Let’s all get spiritual

Let’s first stipulate that “spiritual” (i) is taken to be a good thing (note the praising adjective deeply, as opposed to, say, rabidly or fanatically); (ii) can mean ANY interest in imaginary supernatural entities, whether Christian, Jewish, Hindu, Sufi, Hawaiian, Native American (to New Agers, the last three, and all native cultures, are VERY spiritual). 

So spirituality is a very big tent: all you have to do is invest yourself heavily in an imaginary belief system, the older the better.   In the context of the article, Cook refers only to mainstream American religions.

Voice of reason

 OK, at this point the atheist hits a wall.  What is therapy if not reality adjustment?   We humans love to deny.  The therapist can be the sober, kind voice of reason.   He/she can pull the client out of denial and gently urge the client to face the reality of his/her situation and/or personality. 

This approach goes under various names: cognitive/behavioral, rational/emotive, and others.  For most neurotics, Albert Ellis’ list of Irrational Thoughts is all the therapy they need.

Debt of truth

The therapist owes the client the golden nugget of truth and insight – else what is the client paying for?  (I know, the right to gripe and have an interested listener.  If only clients knew how the therapist’s mind wanders as they prattle on.).

That’s why this atheist has serious problems with the thrust of Cook’s article: the solution to the “God problem” is “spiritually integrated” therapy.  My 2nd wife was “deeply” into this – this craven pandering to the client’s fantasies.

 Cook correctly notes that “for those who are not religious, it is hard to understand how important religion may be to a patient, and how off-putting it can be when a therapist steers the conversation away from the spiritual.”

 And why not?  If the therapist were to blend religion with therapy, he/she would be no better than a cleric, larding his/her advice with fantasy and imaginary friends.  How does perpetuating the client’s delusions help the client?

Religion and therapy

Oh, yeah, maybe it’s a band-aid, a psychological mind-trick.  Thus Cook cites the example of a therapist who might encourage the client to think about all the things that God has given you, and this gratitude exercise will help reduce anxiety. 

How does God help?  Can’t I just list the things I’m grateful for, without crediting God?

 God harms as much as he helps.  Encouraging people to think of misfortune as “part of God’s plan” can make them passive and helpless.  People who trust in God (in a survey Cook cites) were more tolerant of uncertainty and  less prone to worry.  Yes, and less likely to see the piano falling on them. 

Plus, every day, religious clients bring their miseries to psychotherapists and ask why God would allow such a thing.  In dealing with evil and sorrow, again, God is no help.  He’s a hindrance.

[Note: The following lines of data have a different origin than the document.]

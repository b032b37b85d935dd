use std::path::Path;

use anyhow::{Context, Result};
use glam::Vec3;
use serde::{Deserialize, Serialize};

use crate::math::{Ray, AABB};
use crate::traits::{QueryFilter, RayHit, RayQuery};
use crate::types::{EntityId, Layer};

pub const PLAYER_ENTITY: EntityId = EntityId(1);
pub const PLAYER_LAYER: Layer = Layer(8);
pub const GEOMETRY_LAYER: Layer = Layer::DEFAULT;

#[derive(Copy, Clone, Debug, PartialEq, Serialize, Deserialize)]
#[serde(tag = "kind", rename_all = "snake_case")]
pub enum Shape {
    Cuboid(AABB),
    Sphere { center: Vec3, radius: f32 },
}

impl Shape {
    fn intersect(&self, ray: &Ray) -> Option<f32> {
        match *self {
            Shape::Cuboid(ref aabb) => ray.intersect_aabb(aabb),
            Shape::Sphere { center, radius } => ray.intersect_sphere(center, radius),
        }
    }
}

#[derive(Clone, Debug, PartialEq, Serialize, Deserialize)]
pub struct Collider {
    pub entity: EntityId,
    #[serde(default)]
    pub layer: Layer,
    #[serde(default)]
    pub tag: Option<String>,
    pub shape: Shape,
}

/// Static collision geometry answering ray queries by linear scan
#[derive(Clone, Debug, Default, PartialEq, Serialize, Deserialize)]
pub struct Scene {
    pub colliders: Vec<Collider>,
}

impl Scene {
    pub fn new() -> Self {
        Self::default()
    }

    pub fn add(&mut self, entity: EntityId, layer: Layer, shape: Shape) -> &mut Collider {
        self.colliders.push(Collider {
            entity,
            layer,
            tag: None,
            shape,
        });
        let last = self.colliders.len() - 1;
        &mut self.colliders[last]
    }

    pub fn add_box(&mut self, entity: EntityId, center: Vec3, size: Vec3) -> &mut Collider {
        self.add(entity, GEOMETRY_LAYER, Shape::Cuboid(AABB::from_center_size(center, size)))
    }

    pub fn from_json_str(json: &str) -> Result<Self> {
        serde_json::from_str(json).context("Failed to parse scene")
    }

    pub fn load(path: impl AsRef<Path>) -> Result<Self> {
        let path = path.as_ref();
        let json = std::fs::read_to_string(path)
            .with_context(|| format!("Failed to read scene file: {}", path.display()))?;
        let scene = Self::from_json_str(&json)?;
        log::info!("Loaded {} colliders from {}", scene.colliders.len(), path.display());
        Ok(scene)
    }

    /// Courtyard with a player capsule at the origin: ground, a back wall
    /// and two pillars the camera has to dodge while orbiting.
    pub fn demo() -> Self {
        let mut scene = Scene::new();

        scene
            .add(
                PLAYER_ENTITY,
                PLAYER_LAYER,
                Shape::Sphere {
                    center: Vec3::new(0.0, 1.0, 0.0),
                    radius: 0.5,
                },
            )
            .tag = Some("Player".to_string());

        scene.add_box(EntityId(10), Vec3::new(0.0, -0.5, 0.0), Vec3::new(40.0, 1.0, 40.0)).tag =
            Some("Ground".to_string());
        scene.add_box(EntityId(11), Vec3::new(0.0, 2.0, -4.0), Vec3::new(12.0, 4.0, 0.5));
        scene.add_box(EntityId(12), Vec3::new(-3.0, 2.0, 3.0), Vec3::new(1.0, 4.0, 1.0));
        scene.add_box(EntityId(13), Vec3::new(3.0, 2.0, 3.0), Vec3::new(1.0, 4.0, 1.0));

        log::debug!("Demo scene created: {} colliders", scene.colliders.len());
        scene
    }
}

impl RayQuery for Scene {
    fn cast(&self, ray: &Ray, max_distance: f32, filter: &QueryFilter) -> Option<RayHit> {
        self.colliders
            .iter()
            .filter(|collider| filter.accepts(collider.entity, collider.layer))
            .filter_map(|collider| {
                let distance = collider.shape.intersect(ray)?;
                (distance <= max_distance).then_some((distance, collider))
            })
            .min_by(|a, b| a.0.total_cmp(&b.0))
            .map(|(distance, collider)| RayHit {
                distance,
                point: ray.at(distance),
                entity: collider.entity,
                tag: collider.tag.clone(),
            })
    }
}

#[cfg(test)]
mod tests {
    use super::*;
    use crate::types::CollisionMask;

    fn wall_scene() -> Scene {
        let mut scene = Scene::new();
        scene.add_box(EntityId(2), Vec3::new(0.0, 0.0, -3.0), Vec3::new(4.0, 4.0, 1.0));
        scene.add_box(EntityId(3), Vec3::new(0.0, 0.0, -6.0), Vec3::new(4.0, 4.0, 1.0));
        scene
    }

    #[test]
    fn test_cast_reports_nearest() {
        let ray = Ray::towards(Vec3::ZERO, Vec3::NEG_Z).unwrap();
        let hit = wall_scene().cast(&ray, 10.0, &QueryFilter::new(CollisionMask::ALL)).unwrap();
        assert_eq!(hit.entity, EntityId(2));
        assert!((hit.distance - 2.5).abs() < 1e-4);
    }

    #[test]
    fn test_cast_respects_max_distance() {
        let ray = Ray::towards(Vec3::ZERO, Vec3::NEG_Z).unwrap();
        assert!(wall_scene().cast(&ray, 2.0, &QueryFilter::new(CollisionMask::ALL)).is_none());
    }

    #[test]
    fn test_cast_respects_mask() {
        let ray = Ray::towards(Vec3::ZERO, Vec3::NEG_Z).unwrap();
        let mask = CollisionMask::from_layers(&[Layer(5)]);
        assert!(wall_scene().cast(&ray, 10.0, &QueryFilter::new(mask)).is_none());
    }

    #[test]
    fn test_cast_skips_excluded_entity() {
        let ray = Ray::towards(Vec3::ZERO, Vec3::NEG_Z).unwrap();
        let filter = QueryFilter::new(CollisionMask::ALL).excluding(EntityId(2));
        let hit = wall_scene().cast(&ray, 10.0, &filter).unwrap();
        assert_eq!(hit.entity, EntityId(3));
    }

    #[test]
    fn test_scene_json() {
        let scene = Scene::from_json_str(
            r#"{ "colliders": [
                { "entity": 4, "layer": 2, "tag": "Crate",
                  "shape": { "kind": "cuboid", "min": [0.0, 0.0, 0.0], "max": [1.0, 1.0, 1.0] } },
                { "entity": 5,
                  "shape": { "kind": "sphere", "center": [0.0, 0.0, 5.0], "radius": 1.0 } }
            ] }"#,
        )
        .unwrap();
        assert_eq!(scene.colliders.len(), 2);
        assert_eq!(scene.colliders[0].layer, Layer(2));
        assert_eq!(scene.colliders[1].layer, Layer::DEFAULT);
        assert_eq!(
            scene.colliders[1].shape,
            Shape::Sphere {
                center: Vec3::new(0.0, 0.0, 5.0),
                radius: 1.0
            }
        );
    }

    #[test]
    fn test_demo_scene_has_player() {
        let scene = Scene::demo();
        let player = scene.colliders.iter().find(|c| c.entity == PLAYER_ENTITY).unwrap();
        assert_eq!(player.tag.as_deref(), Some("Player"));
    }
}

Didn’t he make or let it happen?  Such conundrums make it harder, not easier for the believer to cope with the traumas that life deals out.

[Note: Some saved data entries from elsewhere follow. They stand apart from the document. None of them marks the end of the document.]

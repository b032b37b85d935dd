use glam::Vec3;
use serde::{Deserialize, Serialize};

#[derive(Copy, Clone, Debug, PartialEq, Serialize, Deserialize)]
pub struct AABB {
    pub min: Vec3,
    pub max: Vec3,
}

impl AABB {
    pub fn new(min: Vec3, max: Vec3) -> Self {
        Self { min, max }
    }

    /// Box of the given full size centered on `center`
    pub fn from_center_size(center: Vec3, size: Vec3) -> Self {
        let half = size.abs() * 0.5;
        Self {
            min: center - half,
            max: center + half,
        }
    }

    pub fn center(&self) -> Vec3 {
        (self.min + self.max) * 0.5
    }

    pub fn contains(&self, point: Vec3) -> bool {
        point.cmpge(self.min).all() && point.cmple(self.max).all()
    }
}
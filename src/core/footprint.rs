// footprint.rs - Near-plane footprint of the camera, used as occlusion probe targets

use glam::Vec3;

use crate::config::Lens;

/// Points per footprint: four near-plane corners plus the center probe
pub const FOOTPRINT_POINTS: usize = 5;

const MIN_ASPECT: f32 = 1e-6;

/// World-space probe points for one tick
#[derive(Debug, Clone, Copy, PartialEq)]
pub struct FootprintSample {
    /// top-left, top-right, bottom-left, bottom-right, center
    pub points: [Vec3; FOOTPRINT_POINTS],
}

impl FootprintSample {
    pub fn top_left(&self) -> Vec3 {
        self.points[0]
    }

    pub fn top_right(&self) -> Vec3 {
        self.points[1]
    }

    pub fn bottom_left(&self) -> Vec3 {
        self.points[2]
    }

    pub fn bottom_right(&self) -> Vec3 {
        self.points[3]
    }

    pub fn center(&self) -> Vec3 {
        self.points[4]
    }

    pub fn iter(&self) -> impl Iterator<Item = Vec3> + '_ {
        self.points.iter().copied()
    }
}

/// Orthonormal camera basis `(right, up)` for a forward direction, Y-up world.
/// Falls back to world X/Z when looking straight up or down.
pub fn camera_basis(forward: Vec3) -> (Vec3, Vec3) {
    let right = forward
        .cross(Vec3::Y)
        .try_normalize()
        .unwrap_or_else(|| if forward.y >= 0.0 { Vec3::X } else { Vec3::NEG_X });
    let up = right.cross(forward).normalize_or_zero();
    let up = if up == Vec3::ZERO { Vec3::Z } else { up };
    (right, up)
}

/// Half extents `(x, y)` of the near-plane rectangle.
///
/// `x = tan(fov / fov_scale) * near`, `y = x / |aspect|`. A zero or non-finite
/// aspect is treated as square.
pub fn near_plane_extents(lens: &Lens, fov_scale: f32) -> (f32, f32) {
    let z = lens.near_clip;
    let x = (lens.fov_degrees.to_radians() / fov_scale).tan() * z;
    let x = if x.is_finite() { x } else { 0.0 };

    let aspect = if lens.aspect.is_finite() && lens.aspect.abs() > MIN_ASPECT {
        lens.aspect.abs()
    } else {
        1.0
    };
    (x, x / aspect)
}

/// Sample the footprint for a camera at `position` facing `forward`.
///
/// Corners sit at camera-local `(±x, ±y, -z)` with the camera looking down
/// local -Z, i.e. on the near plane in front of the lens. The fifth point is one
/// unit behind the camera.
pub fn sample(position: Vec3, forward: Vec3, lens: &Lens, fov_scale: f32) -> FootprintSample {
    let forward = forward.try_normalize().unwrap_or(Vec3::NEG_Z);
    let (right, up) = camera_basis(forward);
    let (x, y) = near_plane_extents(lens, fov_scale);
    let z = lens.near_clip;

    let corner = |sx: f32, sy: f32| position + right * (sx * x) + up * (sy * y) + forward * z;

    FootprintSample {
        points: [
            corner(-1.0, 1.0),
            corner(1.0, 1.0),
            corner(-1.0, -1.0),
            corner(1.0, -1.0),
            position - forward,
        ],
    }
}
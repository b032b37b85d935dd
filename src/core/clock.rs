use std::time::Instant;

use crate::traits::Clock;

/// Wall clock - delta is real time since the previous tick
#[derive(Debug)]
pub struct SystemClock {
    last_tick: Instant,
}

impl SystemClock {
    /// Create new clock starting now
    pub fn new() -> Self {
        Self {
            last_tick: Instant::now(),
        }
    }

    /// Reset clock to current time
    pub fn reset(&mut self) {
        self.last_tick = Instant::now();
    }
}

impl Default for SystemClock {
    fn default() -> Self {
        Self::new()
    }
}

impl Clock for SystemClock {
    fn delta_seconds(&mut self) -> f32 {
        let now = Instant::now();
        let delta = now.duration_since(self.last_tick).as_secs_f32();
        self.last_tick = now;
        delta
    }
}

/// Constant delta, for simulation and tests
#[derive(Debug, Clone, Copy)]
pub struct FixedClock {
    pub dt: f32,
}

impl FixedClock {
    pub fn new(dt: f32) -> Self {
        Self { dt }
    }
}

impl Clock for FixedClock {
    fn delta_seconds(&mut self) -> f32 {
        self.dt
    }
}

“Meeting patients where they are”

Cook ends with the idea of offering a treatment option to the deeply faithful [there’s that adjective again – does the therapist have to first evaluate the level of the client’s fanaticism/fundamentalism? – AMP].  It’s about the field of psychology shedding its prejudices and preconceptions and returning to the first principles of therapy: meeting the patients where they are.”

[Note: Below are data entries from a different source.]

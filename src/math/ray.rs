use glam::Vec3;

use super::AABB;

/// Hits closer than this are treated as self-intersections of the ray origin
const MIN_HIT_DISTANCE: f32 = 1e-4;

/// Half-line with a unit direction
#[derive(Copy, Clone, Debug, PartialEq)]
pub struct Ray {
    pub origin: Vec3,
    pub direction: Vec3,
}

impl Ray {
    /// Build a ray from `origin` through `point`.
    /// Returns `None` when the two points coincide (no direction to cast along).
    pub fn towards(origin: Vec3, point: Vec3) -> Option<Self> {
        let direction = (point - origin).try_normalize()?;
        Some(Self { origin, direction })
    }

    pub fn at(&self, distance: f32) -> Vec3 {
        self.origin + self.direction * distance
    }

    /// Slab test. Returns the entry distance, or the exit distance when the
    /// origin is inside the box.
    pub fn intersect_aabb(&self, aabb: &AABB) -> Option<f32> {
        const EPSILON: f32 = 1e-8;

        // Clamp near-zero components so the reciprocal stays finite
        let inv = |d: f32| {
            if d.abs() < EPSILON {
                1.0 / EPSILON.copysign(d)
            } else {
                1.0 / d
            }
        };
        let inv_dir = Vec3::new(inv(self.direction.x), inv(self.direction.y), inv(self.direction.z));

        let t_min = (aabb.min - self.origin) * inv_dir;
        let t_max = (aabb.max - self.origin) * inv_dir;

        let t_near = t_min.min(t_max).max_element();
        let t_far = t_min.max(t_max).min_element();

        if t_near > t_far || t_far < 0.0 {
            return None;
        }

        let t = if t_near < 0.0 { t_far } else { t_near };
        (t > MIN_HIT_DISTANCE).then_some(t)
    }

    /// Nearest positive intersection with a sphere
    pub fn intersect_sphere(&self, center: Vec3, radius: f32) -> Option<f32> {
        let oc = self.origin - center;
        let half_b = oc.dot(self.direction);
        let c = oc.dot(oc) - radius * radius;

        // direction is unit length, so a == 1
        let discriminant = half_b * half_b - c;
        if discriminant < 0.0 {
            return None;
        }

        let sqrt_d = discriminant.sqrt();
        [-half_b - sqrt_d, -half_b + sqrt_d]
            .into_iter()
            .find(|&t| t > MIN_HIT_DISTANCE)
    }
}
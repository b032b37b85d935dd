use glam::Vec3;

use super::footprint::{self, FootprintSample};
use super::occlusion::{self, OcclusionQuery, OcclusionResult};
use super::orbit::OrbitState;
use super::pose::{self, CameraPose, PoseInputs};
use crate::config::CameraConfig;
use crate::error::ConfigError;
use crate::traits::{
    Clock, Diagnostics, LogDiagnostics, PointerSource, RayQuery, TargetSource, TransformSink,
};
use crate::types::{PointerDelta, TargetFrame};

/// Host collaborators for one tick
pub struct TickContext<'a> {
    pub clock: &'a mut dyn Clock,
    pub pointer: &'a mut dyn PointerSource,
    pub world: &'a dyn RayQuery,
    pub target: &'a dyn TargetSource,
    pub sink: &'a mut dyn TransformSink,
}

/// Third-person follow camera.
///
/// Each step runs input integration, occlusion against the footprint stored
/// by the previous step, the pose update, and finally a footprint refresh
/// for the next step. Occlusion therefore always sees last tick's pose.
pub struct FollowCamera {
    config: CameraConfig,
    orbit: OrbitState,
    pose: CameraPose,
    footprint: FootprintSample,
    occlusion: OcclusionResult,
    diagnostics: Box<dyn Diagnostics>,
}

impl FollowCamera {
    /// Place the camera `follow_distance` behind the target along -Z, aimed at
    /// its look-at point.
    pub fn new(config: CameraConfig, target: TargetFrame) -> Result<Self, ConfigError> {
        config.validate()?;

        let orbit = OrbitState::new(&config);
        let start = target.position - Vec3::new(0.0, 0.0, config.follow_distance);
        let pose = CameraPose::looking_at(start, target.look_at);
        let footprint = footprint::sample(pose.position, pose.forward(), &config.lens, config.near_clip_fov_scale);
        let occlusion = OcclusionResult::clear(config.follow_distance);

        log::debug!(
            "follow camera at {:?} tracking {:?}, distance {}",
            pose.position,
            target.entity,
            config.follow_distance
        );

        Ok(Self {
            config,
            orbit,
            pose,
            footprint,
            occlusion,
            diagnostics: Box::new(LogDiagnostics),
        })
    }

    pub fn with_diagnostics(mut self, diagnostics: Box<dyn Diagnostics>) -> Self {
        self.diagnostics = diagnostics;
        self
    }

    pub fn config(&self) -> &CameraConfig {
        &self.config
    }

    pub fn orbit(&self) -> OrbitState {
        self.orbit
    }

    pub fn pose(&self) -> CameraPose {
        self.pose
    }

    /// Footprint the next occlusion pass will probe
    pub fn footprint(&self) -> &FootprintSample {
        &self.footprint
    }

    /// Result of the most recent occlusion pass
    pub fn last_occlusion(&self) -> OcclusionResult {
        self.occlusion
    }

    /// Viewport changed shape
    pub fn set_aspect(&mut self, aspect: f32) {
        self.config.lens.aspect = aspect;
    }

    /// Input phase: fold pointer motion into the orbit angles
    pub fn integrate_input(&mut self, delta: PointerDelta) -> OrbitState {
        self.orbit.accumulate(delta, &self.config, self.diagnostics.as_mut())
    }

    /// Pose phase: probe the stored footprint, then move toward the desired pose
    pub fn resolve_pose(&mut self, dt: f32, world: &dyn RayQuery, target: &TargetFrame) -> CameraPose {
        let query = OcclusionQuery {
            target_position: target.position,
            target_entity: target.entity,
            max_distance: self.config.follow_distance,
            minimum_distance: self.config.minimum_distance,
            mask: self.config.collision_mask,
            self_hit: self.config.self_hit,
        };
        self.occlusion = occlusion::resolve(&query, &self.footprint, world, self.diagnostics.as_mut());

        self.pose = pose::update(&PoseInputs {
            orbit: self.orbit,
            occlusion: self.occlusion,
            follow_distance: self.config.follow_distance,
            target_position: target.position,
            look_at: target.look_at,
            previous_position: self.pose.position,
            smoothing_rate: self.config.smoothing_rate,
            dt,
        });
        self.pose
    }

    /// Late phase: resample the footprint from the current pose for the next step
    pub fn refresh_footprint(&mut self) -> &FootprintSample {
        self.footprint = footprint::sample(
            self.pose.position,
            self.pose.forward(),
            &self.config.lens,
            self.config.near_clip_fov_scale,
        );
        &self.footprint
    }

    /// Run one whole tick
    pub fn step(&mut self, dt: f32, delta: PointerDelta, world: &dyn RayQuery, target: &TargetFrame) -> CameraPose {
        self.integrate_input(delta);
        let pose = self.resolve_pose(dt, world, target);
        self.refresh_footprint();
        pose
    }

    /// Run one tick against host collaborators and publish the pose
    pub fn tick(&mut self, ctx: &mut TickContext<'_>) -> CameraPose {
        let dt = ctx.clock.delta_seconds();
        let delta = ctx.pointer.take_delta();
        let target = ctx.target.target();

        let pose = self.step(dt, delta, ctx.world, &target);
        ctx.sink.apply(&pose);
        pose
    }
}

#[cfg(test)]
mod tests {
    use super::*;
    use crate::core::clock::FixedClock;
    use crate::core::pointer::PointerAccumulator;
    use crate::math::Ray;
    use crate::traits::{NullDiagnostics, QueryFilter, RayHit};
    use crate::types::EntityId;

    struct EmptyWorld;

    impl RayQuery for EmptyWorld {
        fn cast(&self, _ray: &Ray, _max_distance: f32, _filter: &QueryFilter) -> Option<RayHit> {
            None
        }
    }

    fn target() -> TargetFrame {
        TargetFrame::new(EntityId(7), Vec3::ZERO, Vec3::new(0.0, 1.0, 0.0))
    }

    fn camera() -> FollowCamera {
        let config = CameraConfig {
            follow_distance: 5.0,
            minimum_distance: 1.0,
            ..Default::default()
        };
        FollowCamera::new(config, target())
            .unwrap()
            .with_diagnostics(Box::new(NullDiagnostics))
    }

    #[test]
    fn test_new_places_camera_behind_target() {
        let camera = camera();
        assert_eq!(camera.pose().position, Vec3::new(0.0, 0.0, -5.0));
        assert!(!camera.last_occlusion().is_colliding);
    }

    #[test]
    fn test_new_rejects_invalid_config() {
        let config = CameraConfig {
            follow_distance: 2.0,
            minimum_distance: 3.0,
            ..Default::default()
        };
        assert!(FollowCamera::new(config, target()).is_err());
    }

    #[test]
    fn test_step_refreshes_footprint_after_pose() {
        let mut camera = camera();
        camera.step(0.05, PointerDelta::new(20.0, 0.0), &EmptyWorld, &target());

        let pose = camera.pose();
        let expected = footprint::sample(pose.position, pose.forward(), &camera.config().lens, 2.0);
        assert_eq!(camera.footprint(), &expected);
    }

    #[test]
    fn test_tick_publishes_pose() {
        let mut camera = camera();
        let mut clock = FixedClock::new(1.0);
        let mut pointer = PointerAccumulator::new();
        let mut sink: Option<CameraPose> = None;
        let target = target();

        let pose = camera.tick(&mut TickContext {
            clock: &mut clock,
            pointer: &mut pointer,
            world: &EmptyWorld,
            target: &target,
            sink: &mut sink,
        });

        assert_eq!(sink, Some(pose));
        assert_eq!(pose.position, Vec3::new(0.0, 0.0, -5.0));
    }
}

 ROFGAR (rolling on floor, gagging and retching).   Earlier in the article, Cooks says the same thing: therapists must “modify the tools of psychology to treat the devout.”

This is why I could never be a therapist.  I would want to deal with the underlying delusion, religion itself.   A religious client would leave before the first session was over. 

Pandering and faking

 And what exactly happens if an atheist/agnostic therapist encounters a “deeply religious” client?  Is the therapist to pander, to fake it, to buy into the client’s fantasy/psychosis? 

And what if the client is a Hindu or a Sikh or a Wiccan or a Druze?  Must the therapist bone up on every faith, every imaginary friend of every client and play along with it?  How can you look yourself in the mirror if you do that?

Is the goal of therapy to dissolve delusions – or to encourage them?